My wife thinks it’s funny that I never check Facebook anymore. I got her into it and now she checks it daily. I got my account way back when you still had to have a .edu email address to get an account. It was worthless for a while because no one else I knew had an account. Then for a while it was a great way to communicate. Now Facebook is basically worthless again.
I get that I can connect with old friends and I like that. I can track the daily actions of people I haven’t seen in years by watching the constant stream of attention metadata. It’s kind of a social pornography. I can watch. I don’t have to engage or put any meaningful social effort into the interactions. I think that is the addiction people have to Facebook. You know when your friend is furious with their kids. You can see that an ex boss/girlfriend/bff etc just experienced something rotten and feel the disgusting elation of another human being’s misfortune. There’s a constant stream of photographs of vacations, parties, pets. It’s as if you’ve just gotten sucked into the Smith’s slide show hell all over again but the benefit is that you can get up an pee anytime you need to.

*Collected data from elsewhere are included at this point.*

//! One-shot: walk the whole item collection and print the aggregate snapshot as JSON.

use std::time::Instant;

use auction_monitor::client::{fetch_all_items, HttpCollectionSource};
use auction_monitor::config::MonitorConfig;

#[tokio::main]
async fn main() -> anyhow::Result<()> {
    let _ = dotenvy::dotenv();
    tracing_subscriber::fmt().with_target(false).init();

    let cfg = MonitorConfig::load()?;
    let source = HttpCollectionSource::new(cfg.api_base_url.clone(), cfg.request_timeout())?;

    let t0 = Instant::now();
    let items = fetch_all_items(&source, cfg.items_page_size(), cfg.max_item_pages).await?;
    tracing::info!(
        items = items.len(),
        ms = t0.elapsed().as_millis() as u64,
        "collection fetched"
    );

    let snap = auction_monitor::aggregate(&items);
    println!("{}", serde_json::to_string_pretty(&snap)?);
    Ok(())
}
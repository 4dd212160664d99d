// src/store.rs
//! String key-value port for the detector's persisted state.
//!
//! The dashboard keeps two JSON blobs under fixed keys. Anything that can
//! `get`/`set` strings can back them: an in-memory map for tests, a directory
//! of files for the service. [`WriteBehindStore`] puts a cache in front of a
//! slow backend and moves its writes onto a background task.

use std::collections::HashMap;
use std::fs;
use std::io::ErrorKind;
use std::path::{Path, PathBuf};
use std::sync::{Arc, Mutex, PoisonError};

use anyhow::{Context, Result};
use tokio::sync::{mpsc, oneshot};

pub trait KvStore: Send + Sync {
    /// Missing or unreadable entries are `None`.
    fn get(&self, key: &str) -> Option<String>;
    fn set(&self, key: &str, value: &str) -> Result<()>;
}

#[derive(Debug, Default)]
pub struct MemoryStore {
    inner: Mutex<HashMap<String, String>>,
}

impl MemoryStore {
    pub fn new() -> Self {
        Self::default()
    }

    pub fn len(&self) -> usize {
        self.inner.lock().unwrap_or_else(PoisonError::into_inner).len()
    }

    pub fn is_empty(&self) -> bool {
        self.len() == 0
    }
}

impl KvStore for MemoryStore {
    fn get(&self, key: &str) -> Option<String> {
        self.inner
            .lock()
            .unwrap_or_else(PoisonError::into_inner)
            .get(key)
            .cloned()
    }

    fn set(&self, key: &str, value: &str) -> Result<()> {
        self.inner
            .lock()
            .unwrap_or_else(PoisonError::into_inner)
            .insert(key.to_string(), value.to_string());
        Ok(())
    }
}

/// One `<key>.json` file per key inside `dir`.
#[derive(Debug, Clone)]
pub struct FileStore {
    dir: PathBuf,
}

impl FileStore {
    pub fn new(dir: impl Into<PathBuf>) -> Self {
        Self { dir: dir.into() }
    }

    pub fn dir(&self) -> &Path {
        &self.dir
    }

    fn path_for(&self, key: &str) -> PathBuf {
        let safe: String = key
            .chars()
            .map(|c| if c.is_ascii_alphanumeric() || c == '_' || c == '-' { c } else { '_' })
            .collect();
        self.dir.join(format!("{safe}.json"))
    }
}

impl KvStore for FileStore {
    fn get(&self, key: &str) -> Option<String> {
        let path = self.path_for(key);
        match fs::read_to_string(&path) {
            Ok(s) => Some(s),
            Err(e) if e.kind() == ErrorKind::NotFound => None,
            Err(e) => {
                tracing::warn!(target: "store", path = %path.display(), "read failed: {e:#}");
                None
            }
        }
    }

    fn set(&self, key: &str, value: &str) -> Result<()> {
        fs::create_dir_all(&self.dir)
            .with_context(|| format!("creating state dir {}", self.dir.display()))?;
        let path = self.path_for(key);
        // write-then-rename so a crash never leaves half a JSON document behind
        let tmp = path.with_extension("json.tmp");
        fs::write(&tmp, value).with_context(|| format!("writing {}", tmp.display()))?;
        fs::rename(&tmp, &path).with_context(|| format!("replacing {}", path.display()))?;
        Ok(())
    }
}

enum WriteOp {
    Set(String, String),
    Flush(oneshot::Sender<()>),
}

/// Cache in front of another store. `set` updates the cache and queues the
/// write; a background task applies queued writes in order on the blocking
/// pool, so callers never touch the disk while holding their own locks.
pub struct WriteBehindStore {
    inner: Arc<dyn KvStore>,
    cache: Mutex<HashMap<String, String>>,
    tx: mpsc::UnboundedSender<WriteOp>,
}

impl WriteBehindStore {
    /// Must be called inside a tokio runtime.
    pub fn spawn(inner: Arc<dyn KvStore>) -> Self {
        let (tx, mut rx) = mpsc::unbounded_channel::<WriteOp>();
        let backend = inner.clone();
        tokio::spawn(async move {
            while let Some(op) = rx.recv().await {
                match op {
                    WriteOp::Set(key, value) => {
                        let backend = backend.clone();
                        let res =
                            tokio::task::spawn_blocking(move || backend.set(&key, &value)).await;
                        match res {
                            Ok(Ok(())) => {}
                            Ok(Err(e)) => tracing::warn!(target: "store", "deferred write failed: {e:#}"),
                            Err(e) => tracing::warn!(target: "store", "deferred write aborted: {e}"),
                        }
                    }
                    WriteOp::Flush(done) => {
                        let _ = done.send(());
                    }
                }
            }
        });
        Self {
            inner,
            cache: Mutex::new(HashMap::new()),
            tx,
        }
    }

    /// Resolves once every write queued before the call has been applied.
    pub async fn flush(&self) {
        let (done, wait) = oneshot::channel();
        if self.tx.send(WriteOp::Flush(done)).is_ok() {
            let _ = wait.await;
        }
    }
}

impl KvStore for WriteBehindStore {
    fn get(&self, key: &str) -> Option<String> {
        if let Some(v) = self
            .cache
            .lock()
            .unwrap_or_else(PoisonError::into_inner)
            .get(key)
        {
            return Some(v.clone());
        }
        let loaded = self.inner.get(key)?;
        let mut cache = self.cache.lock().unwrap_or_else(PoisonError::into_inner);
        // a `set` that raced the read wins
        Some(cache.entry(key.to_string()).or_insert(loaded).clone())
    }

    fn set(&self, key: &str, value: &str) -> Result<()> {
        self.cache
            .lock()
            .unwrap_or_else(PoisonError::into_inner)
            .insert(key.to_string(), value.to_string());
        self.tx
            .send(WriteOp::Set(key.to_string(), value.to_string()))
            .map_err(|_| anyhow::anyhow!("write-behind task stopped"))
    }
}

#[cfg(test)]
mod tests {
    use super::*;

    #[test]
    fn memory_store_overwrites() {
        let s = MemoryStore::new();
        assert!(s.get("k").is_none());
        s.set("k", "1").unwrap();
        s.set("k", "2").unwrap();
        assert_eq!(s.get("k").as_deref(), Some("2"));
        assert_eq!(s.len(), 1);
    }

    #[test]
    fn file_store_round_trips_and_creates_dir() {
        let tmp = tempfile::tempdir().unwrap();
        let s = FileStore::new(tmp.path().join("state"));
        assert!(s.get("scrapers_art_last_state").is_none());
        s.set("scrapers_art_last_state", r#"{"a":1}"#).unwrap();
        assert_eq!(
            s.get("scrapers_art_last_state").as_deref(),
            Some(r#"{"a":1}"#)
        );
        assert!(tmp.path().join("state/scrapers_art_last_state.json").exists());
    }

    #[tokio::test]
    async fn write_behind_serves_cache_then_lands_on_disk() {
        let tmp = tempfile::tempdir().unwrap();
        let disk = Arc::new(FileStore::new(tmp.path()));
        disk.set("seed", "old").unwrap();

        let store = WriteBehindStore::spawn(disk.clone());
        assert_eq!(store.get("seed").as_deref(), Some("old"));
        assert!(store.get("missing").is_none());

        store.set("seed", "1").unwrap();
        store.set("seed", "2").unwrap();
        store.set("other", "x").unwrap();
        assert_eq!(store.get("seed").as_deref(), Some("2"));

        store.flush().await;
        assert_eq!(disk.get("seed").as_deref(), Some("2"));
        assert_eq!(disk.get("other").as_deref(), Some("x"));
    }
}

My problem with Facebook isn’t that I don’t enjoy feeling like I’m a part of the biggest social gathering in Earth’s history. Instead, my network has become diluted.

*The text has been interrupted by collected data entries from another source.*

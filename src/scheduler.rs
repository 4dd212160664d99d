// src/scheduler.rs
use std::future::Future;
use std::time::Duration;

use tokio::task::JoinHandle;
use tokio::time::MissedTickBehavior;

/// Shortest accepted interval; guards against busy loops from bad config.
pub const MIN_INTERVAL: Duration = Duration::from_secs(1);

/// A cancellable fixed-interval job.
///
/// The first tick fires immediately. A tick that overruns its period delays
/// the next one instead of piling up. `stop()` (or dropping the task) aborts
/// the loop, including a tick that is mid-flight.
pub struct PollTask {
    name: &'static str,
    handle: Option<JoinHandle<()>>,
}

impl PollTask {
    pub fn spawn<F, Fut>(name: &'static str, interval: Duration, mut tick: F) -> Self
    where
        F: FnMut() -> Fut + Send + 'static,
        Fut: Future<Output = ()> + Send + 'static,
    {
        let period = interval.max(MIN_INTERVAL);
        let handle = tokio::spawn(async move {
            let mut ticker = tokio::time::interval(period);
            ticker.set_missed_tick_behavior(MissedTickBehavior::Skip);
            loop {
                ticker.tick().await;
                tick().await;
            }
        });
        tracing::debug!(target: "scheduler", task = name, period_secs = period.as_secs(), "poll task started");
        Self {
            name,
            handle: Some(handle),
        }
    }

    pub fn name(&self) -> &'static str {
        self.name
    }

    pub fn is_running(&self) -> bool {
        self.handle.as_ref().is_some_and(|h| !h.is_finished())
    }

    pub fn stop(&mut self) {
        if let Some(h) = self.handle.take() {
            h.abort();
            tracing::debug!(target: "scheduler", task = self.name, "poll task stopped");
        }
    }
}

impl Drop for PollTask {
    fn drop(&mut self) {
        self.stop();
    }
}

#[cfg(test)]
mod tests {
    use super::*;
    use std::sync::atomic::{AtomicUsize, Ordering};
    use std::sync::Arc;

    #[tokio::test(start_paused = true)]
    async fn ticks_until_stopped() {
        let hits = Arc::new(AtomicUsize::new(0));
        let h = hits.clone();
        let mut task = PollTask::spawn("test", Duration::from_secs(15), move || {
            let h = h.clone();
            async move {
                h.fetch_add(1, Ordering::SeqCst);
            }
        });

        tokio::time::sleep(Duration::from_secs(31)).await;
        assert_eq!(hits.load(Ordering::SeqCst), 3); // t=0, 15, 30
        assert!(task.is_running());

        task.stop();
        tokio::task::yield_now().await;
        assert!(!task.is_running());
        tokio::time::sleep(Duration::from_secs(60)).await;
        assert_eq!(hits.load(Ordering::SeqCst), 3);
    }

    #[tokio::test(start_paused = true)]
    async fn zero_interval_is_clamped() {
        let hits = Arc::new(AtomicUsize::new(0));
        let h = hits.clone();
        let _task = PollTask::spawn("fast", Duration::ZERO, move || {
            let h = h.clone();
            async move {
                h.fetch_add(1, Ordering::SeqCst);
            }
        });
        tokio::time::sleep(Duration::from_millis(2_500)).await;
        assert_eq!(hits.load(Ordering::SeqCst), 3); // t=0, 1, 2
    }
}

I’m connected with family, new friends, old friends, old work colleagues, business contacts, random stalkers etc. It’s like everyone I’ve ever known is gather in one room and so every time I sneeze I’m worried that I might get boogers on someone since Facebook is tracking that.

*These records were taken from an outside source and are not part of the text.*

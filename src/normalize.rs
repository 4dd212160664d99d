//! # Price normalization
//! Converts free-form auction price strings into comparable amounts.
//!
//! Scrapers hand us prices exactly as the auction house printed them:
//! `"R$ 1.234,56"`, `"1,234.56"`, `"US$ 300"`, `"N/A"`. The heuristic here
//! decides which separator is the decimal point and which one groups
//! thousands. It is total: every input maps to a finite amount `>= 0`, and
//! anything unreadable maps to `0.0`.
//!
//! Known ambiguity: a single 3-digit group without fraction (`"1.234"`) is read
//! as thousands (1234). Callers must not re-interpret it per call site.

use once_cell::sync::Lazy;
use regex::Regex;

/// Currency designators and any other non-numeric lead-in.
static RE_LEAD: Lazy<Regex> = Lazy::new(|| Regex::new(r"^[^0-9.,]+").expect("valid regex"));
static RE_WS: Lazy<Regex> = Lazy::new(|| Regex::new(r"\s+").expect("valid regex"));
/// Longest float-looking prefix, the way a lenient float parser reads it.
static RE_NUMBER: Lazy<Regex> =
    Lazy::new(|| Regex::new(r"^(?:\d+(?:\.\d*)?|\.\d+)").expect("valid regex"));

/// Normalize a raw price into an amount in the collection's base currency.
///
/// Rules, in order:
/// 1. `None`, blank, `"N/A"` and `"0"` are `0.0`.
/// 2. Whitespace is removed and a leading currency designator is stripped.
/// 3. With both `,` and `.`: the one occurring last is the decimal point,
///    the other is dropped as a thousands separator.
/// 4. Only `,`: an integer part longer than 3 digits means `,` groups
///    thousands (removed, no fraction); otherwise `,` is the decimal point.
/// 5. Only `.`: several dots, or more than 2 digits after the last one,
///    means the dots group thousands; otherwise the dot is the decimal point.
/// 6. The remaining literal is parsed; failure yields `0.0`.
///
/// ```
/// use auction_monitor::normalize::normalize_price;
/// assert_eq!(normalize_price("R$ 1.234,56"), 1234.56);
/// assert_eq!(normalize_price("1,234.56"), 1234.56);
/// assert_eq!(normalize_price(None), 0.0);
/// ```
pub fn normalize_price<'a>(raw: impl Into<Option<&'a str>>) -> f64 {
    let Some(raw) = raw.into() else {
        return 0.0;
    };
    let trimmed = raw.trim();
    if trimmed.is_empty() || trimmed == "0" || trimmed.eq_ignore_ascii_case("n/a") {
        return 0.0;
    }

    let compact = RE_WS.replace_all(trimmed, "");
    let body = RE_LEAD.replace(&compact, "");
    let literal = disambiguate_separators(&body);
    parse_leading_float(&literal)
}

fn disambiguate_separators(s: &str) -> String {
    let last_comma = s.rfind(',');
    let last_dot = s.rfind('.');

    match (last_comma, last_dot) {
        (Some(c), Some(d)) if c > d => s.replace('.', "").replacen(',', ".", 1),
        (Some(_), Some(_)) => s.replace(',', ""),
        (Some(_), None) => {
            let int_part = s.split(',').next().unwrap_or_default();
            if int_part.len() > 3 {
                s.replace(',', "")
            } else {
                s.replacen(',', ".", 1)
            }
        }
        (None, Some(_)) => {
            let groups: Vec<&str> = s.split('.').collect();
            let tail = groups.last().map(|g| g.len()).unwrap_or(0);
            if groups.len() > 2 || tail > 2 {
                s.replace('.', "")
            } else {
                s.to_string()
            }
        }
        (None, None) => s.to_string(),
    }
}

fn parse_leading_float(s: &str) -> f64 {
    RE_NUMBER
        .find(s)
        .and_then(|m| m.as_str().parse::<f64>().ok())
        .filter(|v| v.is_finite() && *v >= 0.0)
        .unwrap_or(0.0)
}

/// Render an amount the way the dashboard shows prices: `R$ 1.234,56`.
pub fn format_amount(value: f64) -> String {
    let value = if value.is_finite() { value.max(0.0) } else { 0.0 };
    let cents = (value * 100.0).round() as u64;
    let (int_part, frac) = (cents / 100, cents % 100);

    let digits = int_part.to_string();
    let mut grouped = String::with_capacity(digits.len() + digits.len() / 3);
    for (i, ch) in digits.chars().enumerate() {
        if i > 0 && (digits.len() - i) % 3 == 0 {
            grouped.push('.');
        }
        grouped.push(ch);
    }
    format!("R$ {grouped},{frac:02}")
}

#[cfg(test)]
mod tests {
    use super::*;

    #[test]
    fn last_separator_is_decimal() {
        assert_eq!(normalize_price("1.234,56"), 1234.56);
        assert_eq!(normalize_price("1,234.56"), 1234.56);
        assert_eq!(normalize_price("R$ 12.345.678,90"), 12_345_678.90);
    }

    #[test]
    fn lone_comma_depends_on_integer_width() {
        assert_eq!(normalize_price("12,5"), 12.5);
        assert_eq!(normalize_price("350,00"), 350.0);
        // wider than 3 digits: comma groups thousands, no fraction
        assert_eq!(normalize_price("1234,56"), 123_456.0);
    }

    #[test]
    fn lone_dot_depends_on_groups() {
        assert_eq!(normalize_price("12.50"), 12.5);
        assert_eq!(normalize_price("1.234"), 1234.0);
        assert_eq!(normalize_price("1.234.567"), 1_234_567.0);
    }

    #[test]
    fn sentinels_and_garbage_are_zero() {
        for raw in ["", "   ", "N/A", "n/a", "0", "consulte", "R$", "-", "inf", "NaN"] {
            assert_eq!(normalize_price(raw), 0.0, "input {raw:?}");
        }
    }

    #[test]
    fn trailing_text_is_ignored() {
        assert_eq!(normalize_price("US$ 300 (estimativa)"), 300.0);
        assert_eq!(normalize_price("R$\u{a0}2.500,00 BRL"), 2500.0);
    }

    #[test]
    fn format_groups_thousands() {
        assert_eq!(format_amount(1234.56), "R$ 1.234,56");
        assert_eq!(format_amount(0.0), "R$ 0,00");
        assert_eq!(format_amount(999.999), "R$ 1.000,00");
        assert_eq!(format_amount(1_000_000.0), "R$ 1.000.000,00");
        assert_eq!(format_amount(f64::NAN), "R$ 0,00");
    }
}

The reality is that the real world consists of social bins. We seek out and interact with different individuals based on social context. It’s not that we dislike someone (or maybe we do). It’s not that we don’t want to be friends or that we have secrets. Instead, we don’t really want our business contacts being bother with the details of a local get together. We don’t always want our neighbors to know about our business deals. I used to love that I could reap the benefit of constant contact with hundreds of people that I’ve interacted with over the past 20 years without putting much effort in. Now, my concern is that so many people from so many social bins are always listening that I fear appearing stupid so I say nothing. You can’t defriend someone even though Burger King tried to make that simple. Not sure how I’d feel about that excuse. Dear friend, you are worth less than a really crappy hamburger.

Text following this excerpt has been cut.